Siap Pak .xyz (Jakarta) - Uji kelayakan dan kepatutan (fit and proper test) calon hakim Mahkamah Konstitusi (MK) tahun 2023 telah menjadi sorotan publik di Indonesia. Salah satu calon hakim yang mendapatkan perhatian khusus adalah Reny Halida Ilham Malik, yang menjadi sasaran pertanyaan tajam dari Anggota Komisi III DPR Fraksi PDIP, Ichsan Soelistyo.
Ichsan Soelistyo memulai sesi tanya jawab dengan mengungkit fakta bahwa Reny pernah gagal tiga kali dalam seleksi calon hakim Agung sebelumnya, pada tahun 2017, 2019, dan 2020. Ia juga menyoroti kenyataan bahwa Reny terdaftar sebagai calon sementara (DCS) calon anggota DPD RI.
Namun, yang paling mencolok adalah catatan rekam jejak Reny saat menjabat sebagai hakim ad hoc Pengadilan Tinggi Jakarta dari tahun 2016 hingga 2020. Selama masa jabatannya, Reny tercatat memberikan keringanan vonis kepada 11 terdakwa dalam kasus korupsi, termasuk jaksa Pinangki, yang vonisnya turun dari 10 tahun penjara menjadi 4 tahun penjara.
Ichsan Soelistyo mengecam tindakan ini dan mempertanyakan integritas dan jaminan kinerja Reny jika terpilih sebagai calon hakim MK. Ia mengingatkan bahwa putusan MK memiliki dampak luas pada masyarakat, dan karenanya, integritas dan keadilan dalam keputusan hakim MK adalah hal yang sangat penting.
"Bagaimana Ibu memberikan jaminan kepada kami bahwa Ibu akan mengambil keputusan yang adil berdasarkan kebenaran.

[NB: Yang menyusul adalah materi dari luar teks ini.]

//! Sub-lexer for the inside of an `HtmlBlock` token.

use std::sync::Arc;

use super::{matching_brace, Token, TokenAttrs, TokenType, TokenizeError, Tokenizer};
use crate::span::Span;

struct HtmlLexer {
    chars: Vec<char>,
    pos: usize,
    line: usize,
    column: usize,
    file: Arc<str>,
    in_tag: bool,
    tokens: Vec<Token>,
}

/// Splits an html block into tag, attribute and text tokens. Brace
/// interpolations are re-lexed with the main tokenizer.
pub fn html_tokens(block: &Token) -> Result<Vec<Token>, TokenizeError> {
    let mut lexer = HtmlLexer {
        chars: block.text.chars().collect(),
        pos: 0,
        line: block.span.line,
        column: block.span.column,
        file: block.span.file.clone(),
        in_tag: false,
        tokens: Vec::new(),
    };
    lexer.run()?;
    Ok(lexer.tokens)
}

impl HtmlLexer {
    fn peek(&self, offset: usize) -> Option<char> {
        self.chars.get(self.pos + offset).copied()
    }

    fn span_here(&self, len: usize) -> Span {
        Span::new(self.file.clone(), self.line, self.column, self.column + len)
    }

    fn advance(&mut self, len: usize) -> String {
        let text: String = self.chars[self.pos..self.pos + len].iter().collect();
        for c in text.chars() {
            if c == '\n' {
                self.line += 1;
                self.column = 1;
            } else {
                self.column += 1;
            }
        }
        self.pos += len;
        text
    }

    fn emit(&mut self, token_type: TokenType, len: usize, attrs: TokenAttrs) {
        let (line, column) = (self.line, self.column);
        let text = self.advance(len);
        let column_end = if line == self.line {
            self.column
        } else {
            column + 1
        };
        self.tokens.push(Token {
            token_type,
            text,
            span: Span::new(self.file.clone(), line, column, column_end),
            attrs,
        });
    }

    fn run(&mut self) -> Result<(), TokenizeError> {
        while let Some(c) = self.peek(0) {
            if self.in_tag {
                self.tag_token(c)?;
            } else {
                self.content_token(c)?;
            }
        }
        Ok(())
    }

    fn content_token(&mut self, c: char) -> Result<(), TokenizeError> {
        match (c, self.peek(1)) {
            ('<', Some('/')) => {
                self.emit(TokenType::ClosingTagStart, 2, TokenAttrs::default());
                self.in_tag = true;
            }
            ('<', Some(next)) if next.is_ascii_alphabetic() => {
                self.emit(TokenType::Less, 1, TokenAttrs::default());
                self.in_tag = true;
            }
            ('{', _) => self.interpolation(TokenType::LeftBrace, 1)?,
            ('!', Some('{')) => self.interpolation(TokenType::UnescapedBrace, 2)?,
            _ => {
                let mut len = 1;
                while let Some(next) = self.peek(len) {
                    let stop = match next {
                        '<' => self
                            .peek(len + 1)
                            .map_or(false, |c| c == '/' || c.is_ascii_alphabetic()),
                        '{' => true,
                        '!' => self.peek(len + 1) == Some('{'),
                        _ => false,
                    };
                    if stop {
                        break;
                    }
                    len += 1;
                }
                self.emit(TokenType::HtmlText, len, TokenAttrs::default());
            }
        }
        Ok(())
    }

    fn tag_token(&mut self, c: char) -> Result<(), TokenizeError> {
        match c {
            c if c.is_whitespace() => {
                let len = self.chars[self.pos..]
                    .iter()
                    .take_while(|c| c.is_whitespace())
                    .count();
                self.emit(TokenType::Whitespace, len, TokenAttrs::default());
            }
            c if c.is_alphanumeric() || c == '_' || c == '$' => {
                let len = self.chars[self.pos..]
                    .iter()
                    .take_while(|c| c.is_alphanumeric() || **c == '_' || **c == '$')
                    .count();
                self.emit(TokenType::Identifier, len, TokenAttrs::default());
            }
            '"' | '\'' => {
                let mut len = 1;
                loop {
                    match self.peek(len) {
                        None => {
                            return Err(TokenizeError::UnterminatedString(self.span_here(1)))
                        }
                        Some('\\') => len += 2,
                        Some(q) if q == c => break,
                        Some(_) => len += 1,
                    }
                }
                self.emit(
                    TokenType::String,
                    len + 1,
                    TokenAttrs {
                        quote: Some(c),
                        ..TokenAttrs::default()
                    },
                );
            }
            '/' if self.peek(1) == Some('>') => {
                self.emit(TokenType::SelfClose, 2, TokenAttrs::default());
                self.in_tag = false;
            }
            '>' => {
                self.emit(TokenType::Greater, 1, TokenAttrs::default());
                self.in_tag = false;
            }
            '{' => self.interpolation(TokenType::LeftBrace, 1)?,
            '=' => self.emit(TokenType::Equal, 1, TokenAttrs::default()),
            ':' => self.emit(TokenType::Colon, 1, TokenAttrs::default()),
            '-' => self.emit(TokenType::Minus, 1, TokenAttrs::default()),
            '.' => self.emit(TokenType::Dot, 1, TokenAttrs::default()),
            c => return Err(TokenizeError::UnexpectedCharacter(c, self.span_here(1))),
        }
        Ok(())
    }

    /// Emits the opening brace, the re-lexed body and the closing brace.
    fn interpolation(&mut self, open: TokenType, open_len: usize) -> Result<(), TokenizeError> {
        let brace = self.pos + open_len - 1;
        let end = matching_brace(&self.chars, brace)
            .ok_or_else(|| TokenizeError::UnterminatedHtmlBlock(self.span_here(open_len)))?;

        self.emit(open, open_len, TokenAttrs::default());

        let body_len = end - 1 - self.pos;
        let body: String = self.chars[self.pos..self.pos + body_len].iter().collect();
        let inner = Tokenizer::with_position(&body, self.file.clone(), self.line, self.column)
            .tokens()?;
        self.tokens.extend(
            inner
                .into_iter()
                .filter(|t| t.token_type != TokenType::Eof),
        );
        self.advance(body_len);

        self.emit(TokenType::RightBrace, 1, TokenAttrs::default());
        Ok(())
    }
}

#[cfg(test)]
mod test {
    use pretty_assertions::assert_eq;

    use super::*;
    use crate::tokenizer::tokens;

    fn block(source: &str) -> Token {
        tokens(&format!("return {source}"), "test.nubo")
            .unwrap()
            .into_iter()
            .find(|t| t.token_type == TokenType::HtmlBlock)
            .expect("html block")
    }

    #[test]
    fn test_html_tokens() {
        let toks = html_tokens(&block("<div :id=\"4\">Hi {name}</div>")).unwrap();
        let kinds: Vec<_> = toks
            .iter()
            .filter(|t| !t.token_type.is_trivia())
            .map(|t| (t.token_type, t.text.as_str()))
            .collect();
        assert_eq!(
            kinds,
            vec![
                (TokenType::Less, "<"),
                (TokenType::Identifier, "div"),
                (TokenType::Colon, ":"),
                (TokenType::Identifier, "id"),
                (TokenType::Equal, "="),
                (TokenType::String, "\"4\""),
                (TokenType::Greater, ">"),
                (TokenType::HtmlText, "Hi "),
                (TokenType::LeftBrace, "{"),
                (TokenType::Identifier, "name"),
                (TokenType::RightBrace, "}"),
                (TokenType::ClosingTagStart, "</"),
                (TokenType::Identifier, "div"),
                (TokenType::Greater, ">"),
            ]
        );
    }

    #[test]
    fn test_interpolation_keeps_absolute_locators() {
        let toks = html_tokens(&block("<p>{x}</p>")).unwrap();
        let x = toks.iter().find(|t| t.text == "x").expect("x");
        assert_eq!((x.span.line, x.span.column), (1, 12));
    }

    #[test]
    fn test_unescaped_brace() {
        let toks = html_tokens(&block("<p>!{raw}</p>")).unwrap();
        assert!(toks
            .iter()
            .any(|t| t.token_type == TokenType::UnescapedBrace));
    }
}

Karena kalau keputusan MK ini efeknya, pengikutnya, banyak Bu," tegas Ichsan.
Pertanyaan lain yang diajukan oleh Anggota Komisi III DPR Fraksi PDIP, Novri Ompusunggu, adalah mengapa Reny mengikuti seleksi calon hakim MK sambil mencalonkan diri sebagai calon anggota DPD RI. Apakah ini semata-mata ambisi atau karena Reny percaya bahwa sistem hukum di Indonesia masih belum memadai?
Reny menjawab pertanyaan ini dengan menyatakan bahwa sebagai warga negara Indonesia, ia selalu siap untuk mengabdi sesuai dengan visi dan misinya, yang merupakan pengabdiannya kepada bangsa dan negara Indonesia. Ia juga menekankan bahwa undang-undang tidak melarangnya untuk mengikuti seleksi tersebut.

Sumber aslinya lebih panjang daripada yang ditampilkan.